* [Prompt] Every record is to be printed exactly as it appears.

───── Given records

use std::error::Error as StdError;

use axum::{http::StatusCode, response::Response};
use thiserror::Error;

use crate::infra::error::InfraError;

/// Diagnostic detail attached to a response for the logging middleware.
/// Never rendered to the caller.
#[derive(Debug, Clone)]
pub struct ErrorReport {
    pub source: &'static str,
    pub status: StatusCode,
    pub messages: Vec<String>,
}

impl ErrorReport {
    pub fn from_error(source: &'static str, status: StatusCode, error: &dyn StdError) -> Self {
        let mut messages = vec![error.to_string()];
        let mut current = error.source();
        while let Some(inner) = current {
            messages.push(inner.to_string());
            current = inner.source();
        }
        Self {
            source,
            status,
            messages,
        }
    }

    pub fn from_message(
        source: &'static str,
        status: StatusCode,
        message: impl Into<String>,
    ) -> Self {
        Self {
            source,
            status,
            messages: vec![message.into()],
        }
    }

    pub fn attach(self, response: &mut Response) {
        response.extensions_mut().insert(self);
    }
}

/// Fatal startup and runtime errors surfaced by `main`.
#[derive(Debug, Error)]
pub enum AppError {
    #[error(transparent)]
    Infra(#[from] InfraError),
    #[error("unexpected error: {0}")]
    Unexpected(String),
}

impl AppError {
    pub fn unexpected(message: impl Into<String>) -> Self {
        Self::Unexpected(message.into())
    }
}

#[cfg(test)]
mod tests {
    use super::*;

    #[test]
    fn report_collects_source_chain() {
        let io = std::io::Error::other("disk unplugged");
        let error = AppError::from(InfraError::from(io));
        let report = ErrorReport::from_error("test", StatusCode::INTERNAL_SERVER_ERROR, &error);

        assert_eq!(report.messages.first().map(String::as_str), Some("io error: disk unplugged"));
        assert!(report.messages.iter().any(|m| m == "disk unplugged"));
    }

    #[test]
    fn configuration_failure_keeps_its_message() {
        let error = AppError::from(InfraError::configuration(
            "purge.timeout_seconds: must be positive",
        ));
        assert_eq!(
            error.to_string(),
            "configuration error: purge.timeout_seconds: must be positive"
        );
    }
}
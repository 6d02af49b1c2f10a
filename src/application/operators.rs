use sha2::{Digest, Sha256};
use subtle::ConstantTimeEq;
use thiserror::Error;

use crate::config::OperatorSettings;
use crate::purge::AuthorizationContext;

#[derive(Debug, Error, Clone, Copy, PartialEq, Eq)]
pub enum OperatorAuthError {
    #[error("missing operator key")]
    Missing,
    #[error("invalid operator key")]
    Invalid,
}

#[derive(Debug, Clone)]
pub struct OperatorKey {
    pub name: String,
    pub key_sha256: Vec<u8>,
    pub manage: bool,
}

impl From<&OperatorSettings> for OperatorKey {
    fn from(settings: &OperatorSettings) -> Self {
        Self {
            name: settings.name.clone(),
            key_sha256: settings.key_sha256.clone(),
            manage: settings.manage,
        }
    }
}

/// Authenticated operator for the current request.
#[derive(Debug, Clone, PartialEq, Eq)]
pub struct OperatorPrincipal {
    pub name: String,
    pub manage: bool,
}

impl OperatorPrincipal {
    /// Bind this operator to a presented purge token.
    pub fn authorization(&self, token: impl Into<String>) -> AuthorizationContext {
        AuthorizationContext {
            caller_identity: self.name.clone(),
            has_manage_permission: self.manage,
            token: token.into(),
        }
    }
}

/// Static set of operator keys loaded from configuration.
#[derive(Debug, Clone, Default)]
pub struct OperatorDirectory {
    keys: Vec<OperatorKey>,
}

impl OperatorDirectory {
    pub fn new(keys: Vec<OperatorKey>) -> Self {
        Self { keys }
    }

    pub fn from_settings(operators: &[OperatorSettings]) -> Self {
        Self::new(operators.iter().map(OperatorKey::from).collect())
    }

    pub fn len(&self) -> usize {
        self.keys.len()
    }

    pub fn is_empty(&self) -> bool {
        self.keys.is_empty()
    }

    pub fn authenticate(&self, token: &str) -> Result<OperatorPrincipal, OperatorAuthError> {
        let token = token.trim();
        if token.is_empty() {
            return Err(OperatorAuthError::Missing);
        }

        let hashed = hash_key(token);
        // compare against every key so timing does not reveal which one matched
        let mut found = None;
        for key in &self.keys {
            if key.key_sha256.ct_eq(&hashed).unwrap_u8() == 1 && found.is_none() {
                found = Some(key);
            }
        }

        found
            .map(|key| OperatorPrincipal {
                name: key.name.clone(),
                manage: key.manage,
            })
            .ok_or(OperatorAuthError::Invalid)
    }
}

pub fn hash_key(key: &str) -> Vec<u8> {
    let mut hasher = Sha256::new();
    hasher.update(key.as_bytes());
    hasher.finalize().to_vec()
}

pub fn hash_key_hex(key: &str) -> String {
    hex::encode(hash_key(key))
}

──────────

* [Output for this task]
use std::error::Error as StdError;

use axum::{http::StatusCode, response::Response};
use thiserror::Error;

use crate::infra::error::InfraError;

/// Diagnostic detail attached to a response for the logging middleware.
/// Never rendered to the caller.
#[derive(Debug, Clone)]
pub struct ErrorReport {
    pub source: &'static str,
    pub status: StatusCode,
    pub messages: Vec<String>,
}

impl ErrorReport {
    pub fn from_error(source: &'static str, status: StatusCode, error: &dyn StdError) -> Self {
        let mut messages = vec![error.to_string()];
        let mut current = error.source();
        while let Some(inner) = current {
            messages.push(inner.to_string());
            current = inner.source();
        }
        Self {
            source,
            status,
            messages,
        }
    }

    pub fn from_message(
        source: &'static str,
        status: StatusCode,
        message: impl Into<String>,
    ) -> Self {
        Self {
            source,
            status,
            messages: vec![message.into()],
        }
    }

    pub fn attach(self, response: &mut Response) {
        response.extensions_mut().insert(self);
    }
}

/// Fatal startup and runtime errors surfaced by `main`.
#[derive(Debug, Error)]
pub enum AppError {
    #[error(transparent)]
    Infra(#[from] InfraError),
    #[error("unexpected error: {0}")]
    Unexpected(String),
}

impl AppError {
    pub fn unexpected(message: impl Into<String>) -> Self {
        Self::Unexpected(message.into())
    }
}

#[cfg(test)]
mod tests {
    use super::*;

    #[test]
    fn report_collects_source_chain() {
        let io = std::io::Error::other("disk unplugged");
        let error = AppError::from(InfraError::from(io));
        let report = ErrorReport::from_error("test", StatusCode::INTERNAL_SERVER_ERROR, &error);

        assert_eq!(report.messages.first().map(String::as_str), Some("io error: disk unplugged"));
        assert!(report.messages.iter().any(|m| m == "disk unplugged"));
    }

    #[test]
    fn configuration_failure_keeps_its_message() {
        let error = AppError::from(InfraError::configuration(
            "purge.timeout_seconds: must be positive",
        ));
        assert_eq!(
            error.to_string(),
            "configuration error: purge.timeout_seconds: must be positive"
        );
    }
}
repository 6d02af49b1c2f10a
filename src/application/operators.rs
use sha2::{Digest, Sha256};
use subtle::ConstantTimeEq;
use thiserror::Error;

use crate::config::OperatorSettings;
use crate::purge::AuthorizationContext;

#[derive(Debug, Error, Clone, Copy, PartialEq, Eq)]
pub enum OperatorAuthError {
    #[error("missing operator key")]
    Missing,
    #[error("invalid operator key")]
    Invalid,
}

#[derive(Debug, Clone)]
pub struct OperatorKey {
    pub name: String,
    pub key_sha256: Vec<u8>,
    pub manage: bool,
}

impl From<&OperatorSettings> for OperatorKey {
    fn from(settings: &OperatorSettings) -> Self {
        Self {
            name: settings.name.clone(),
            key_sha256: settings.key_sha256.clone(),
            manage: settings.manage,
        }
    }
}

/// Authenticated operator for the current request.
#[derive(Debug, Clone, PartialEq, Eq)]
pub struct OperatorPrincipal {
    pub name: String,
    pub manage: bool,
}

impl OperatorPrincipal {
    /// Bind this operator to a presented purge token.
    pub fn authorization(&self, token: impl Into<String>) -> AuthorizationContext {
        AuthorizationContext {
            caller_identity: self.name.clone(),
            has_manage_permission: self.manage,
            token: token.into(),
        }
    }
}

/// Static set of operator keys loaded from configuration.
#[derive(Debug, Clone, Default)]
pub struct OperatorDirectory {
    keys: Vec<OperatorKey>,
}

impl OperatorDirectory {
    pub fn new(keys: Vec<OperatorKey>) -> Self {
        Self { keys }
    }

    pub fn from_settings(operators: &[OperatorSettings]) -> Self {
        Self::new(operators.iter().map(OperatorKey::from).collect())
    }

    pub fn len(&self) -> usize {
        self.keys.len()
    }

    pub fn is_empty(&self) -> bool {
        self.keys.is_empty()
    }

    pub fn authenticate(&self, token: &str) -> Result<OperatorPrincipal, OperatorAuthError> {
        let token = token.trim();
        if token.is_empty() {
            return Err(OperatorAuthError::Missing);
        }

        let hashed = hash_key(token);
        // compare against every key so timing does not reveal which one matched
        let mut found = None;
        for key in &self.keys {
            if key.key_sha256.ct_eq(&hashed).unwrap_u8() == 1 && found.is_none() {
                found = Some(key);
            }
        }

        found
            .map(|key| OperatorPrincipal {
                name: key.name.clone(),
                manage: key.manage,
            })
            .ok_or(OperatorAuthError::Invalid)
    }
}

pub fn hash_key(key: &str) -> Vec<u8> {
    let mut hasher = Sha256::new();
    hasher.update(key.as_bytes());
    hasher.finalize().to_vec()
}

pub fn hash_key_hex(key: &str) -> String {
    hex::encode(hash_key(key))
}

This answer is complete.